Please don't get me wrong, I feel you have done a wonderful job. My Silvio's manufacturing quality is very good.

This human just needs to keep practicing.

Thank you!!! Lavs

 

[marshall2389]

It is hopeful to think that

It is hopeful to think that there exists an accurate dynamic model of the biker-rider system. However, it doesn't exist. The system is simply too complicated. There are decent models of two-wheeled inline vehicles alone without a rider. Adding suspension gets more complicated. There are no analytical models that incorporate tire compliance and suspension. Analytical models are useful because they are based on general equations that can be optimized. In other words, one could use mathematical tools to solve for the optimal head tube angle given necessary parameter values (such as frame and wheel inertia, tire and suspension compliance, geometry, etc.). Even if this analytical model existed, adding a rider makes the system vastly more complicated. People don't act like steel. We are not a passive system. We are active and control our own bodies variably. An analytical model could make some assumptions and get decent results, but the equations to be optimized would be so huge that only a computer with efficient and well written code could solve the problem.

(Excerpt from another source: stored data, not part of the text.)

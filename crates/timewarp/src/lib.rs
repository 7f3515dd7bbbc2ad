//! Timewarp: deterministic recording and replay of WebAssembly system calls.
//!
//! This is the top-level facade crate that re-exports the public API from all
//! Timewarp sub-crates. For most users, adding `timewarp` as a single
//! dependency is sufficient.
//!
//! # Quick start
//!
//! ```rust
//! use std::io::IoSlice;
//!
//! use timewarp::prelude::*;
//! use timewarp_test_utils::{segment, MockSystem};
//!
//! // Record a guest's calls against a live system.
//! let writer = LogWriter::new(Vec::new(), segment(), WriterConfig::default()).unwrap();
//! let mut recorder = Recorder::new(MockSystem::new(7), writer);
//! let now = recorder.clock_time_get(1, 1).unwrap();
//! recorder.fd_write(Fd::STDOUT, &[IoSlice::new(b"hi\n")]).unwrap();
//! recorder.close().unwrap();
//! let (_, writer) = recorder.into_parts();
//! let (bytes, index) = writer.finish().unwrap();
//!
//! // Replay answers the same calls from the log, without the live system.
//! let mut replay = Replay::new(LogReader::with_index(bytes.as_slice(), index));
//! assert_eq!(replay.clock_time_get(1, 1).unwrap(), now);
//! assert_eq!(replay.fd_write(Fd::STDOUT, &[IoSlice::new(b"hi\n")]).unwrap(), 3);
//! ```
//!
//! # Modules
//!
//! Each module corresponds to a sub-crate. Use them for types not in the prelude:
//!
//! | Module | Sub-crate | Contents |
//! |--------|-----------|----------|
//! | [`types`] | `timewarp-core` | Identifiers, errno values, WASI types, the `System` trait |
//! | [`log`] | `timewarp-log` | Segment writer and reader, compression, record index |
//! | [`wasicall`] | `timewarp-wasicall` | Call codec, recorder, replay, stdio and exchange readers |

#![deny(missing_docs)]
#![deny(rustdoc::broken_intra_doc_links)]
#![forbid(unsafe_code)]

/// Identifiers, WASI types and the host interface (`timewarp-core`).
///
/// The [`types::System`] trait is the seam every recorder, replayer and
/// live host implements.
pub use timewarp_core as types;

/// Append-only call log segments (`timewarp-log`).
///
/// Write batches with [`log::LogWriter`], stream them back with
/// [`log::LogReader`], and seek through a [`log::RecordIndex`].
pub use timewarp_log as log;

/// Recording and replaying system calls (`timewarp-wasicall`).
///
/// [`wasicall::Recorder`] captures a live run; [`wasicall::Replay`]
/// answers the same calls from the capture.
pub use timewarp_wasicall as wasicall;

/// Common imports for typical Timewarp usage.
///
/// ```rust
/// use timewarp::prelude::*;
/// ```
pub mod prelude {
    // Core types and traits
    pub use timewarp_core::{Errno, Fd, ProcessId, SegmentId, Syscall, SyscallError, System};

    // Log
    pub use timewarp_log::{
        open_reader, open_writer, Compression, LogError, LogReader, LogWriter, Record,
        RecordIndex, WriterConfig,
    };

    // Recording and replay
    pub use timewarp_wasicall::{
        Recorder, Replay, ReplayError, ReplayState, StdioReader,
    };
}
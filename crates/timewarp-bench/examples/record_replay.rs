//! Record a guest workload, print what was captured, then replay it.
//!
//! Run with `RUST_LOG=debug` to see batch flushes and replay progress.

use std::io::Read;
use std::time::Instant;

use timewarp_bench::{record_workload, workload, CALLS_PER_ITERATION};
use timewarp_log::{Compression, LogReader, WriterConfig};
use timewarp_wasicall::{Replay, StdioReader};
use tracing_subscriber::EnvFilter;

fn main() {
    tracing_subscriber::fmt()
        .with_env_filter(EnvFilter::from_default_env())
        .init();

    println!("=== Timewarp Record/Replay Example ===\n");
    let iterations = 10_000;

    for compression in [Compression::None, Compression::Snappy, Compression::Zstd] {
        let config = WriterConfig::default().with_compression(compression);
        let start = Instant::now();
        let (bytes, index) = record_workload(iterations, config).unwrap();
        println!(
            "  {:>6}: {:>6} calls, {:>8} bytes, {:>3} batches, recorded in {:>6}μs",
            compression.to_string(),
            iterations * CALLS_PER_ITERATION,
            bytes.len(),
            index.len(),
            start.elapsed().as_micros(),
        );
    }

    let (bytes, index) = record_workload(iterations, WriterConfig::default()).unwrap();

    let mut out = String::new();
    StdioReader::new(LogReader::new(bytes.as_slice()))
        .with_line_limit(3)
        .read_to_string(&mut out)
        .unwrap();
    println!("\nFirst lines of guest output:");
    for line in out.lines() {
        println!("  {line}");
    }

    let start = Instant::now();
    let mut replay = Replay::new(LogReader::with_index(bytes.as_slice(), index));
    workload(&mut replay, iterations).unwrap();
    println!(
        "\nReplayed {} calls in {}μs",
        replay.replayed(),
        start.elapsed().as_micros()
    );
}
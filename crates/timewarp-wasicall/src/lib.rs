//! Recording and replaying WASI system calls.
//!
//! A guest's host-call dispatcher talks to a [`System`](timewarp_core::System).
//! This crate provides two decorators with the same interface:
//!
//! - [`Recorder`] forwards calls to a live system and appends one record
//!   per call to a log
//! - [`Replay`] answers calls from a recording and detects when the guest
//!   stops following it
//!
//! plus readers that interpret a recording after the fact:
//! [`StdioReader`] for guest output and [`ExchangeReader`] for
//! request/response pairs.
//!
//! # Call payload
//!
//! ```text
//! [params_len u32] [params] [tag u8] [value | errno u16]
//! ```
//!
//! See [`call`] for the value encoding.

#![deny(missing_docs)]
#![deny(rustdoc::broken_intra_doc_links)]
#![forbid(unsafe_code)]

pub mod call;
pub mod error;
pub mod exchange;
pub mod recorder;
pub mod replay;
pub mod stdio;

pub use call::{Decode, DecodeError, Encode};
pub use error::{RecordError, ReplayError};
pub use exchange::{Exchange, ExchangeReader, Message, Request, Response};
pub use recorder::{RecordSink, Recorder};
pub use replay::{Replay, ReplayState};
pub use stdio::StdioReader;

To summarize, prescribing the right head tube angle for a Cruzbike (or any bike) is not a hard science. It is an educated guess tested with lots of trial and error.

 

[John Tolhurst]

The most useful research that

The most useful research that I uncovered was Tony Foale demonstration that very tall head tube angles were stable at high speed on a motorcycle. But designers pursue low head tube angles to improve the fork's resistance to bending, to shorten the frame, to move the handlebar pivot closer to the rider, to lower the resulting vertical height of the headtube and so on.

 

[marshall2389]

Most research like that is

Most research like that is either numerical or empirical. Neither of those approaches result in a formula for optimum stability, performance, etc. There are analytical models of motorcycle dynamics. Motorcycles benefit from the fact that the human rider is proportionally less massive than the bike and the rider doesn't move as much. This means it is easier to develop an analytical motorcycle model that yields acceptably accurate results. However, conclusions based on motorcycle models should only be applied to bicycles with caution.

 

[John Tolhurst]

Worth looking at that

Worth looking at that reference if handing is of interest. I didn't say it was a formula to be applied, so we are on the same page. I recall Honda motorcycle engineers preparing bikes for world champion Wayne Gardner commenting that their understanding of car handling was excellent, but motorcycles were far more complex!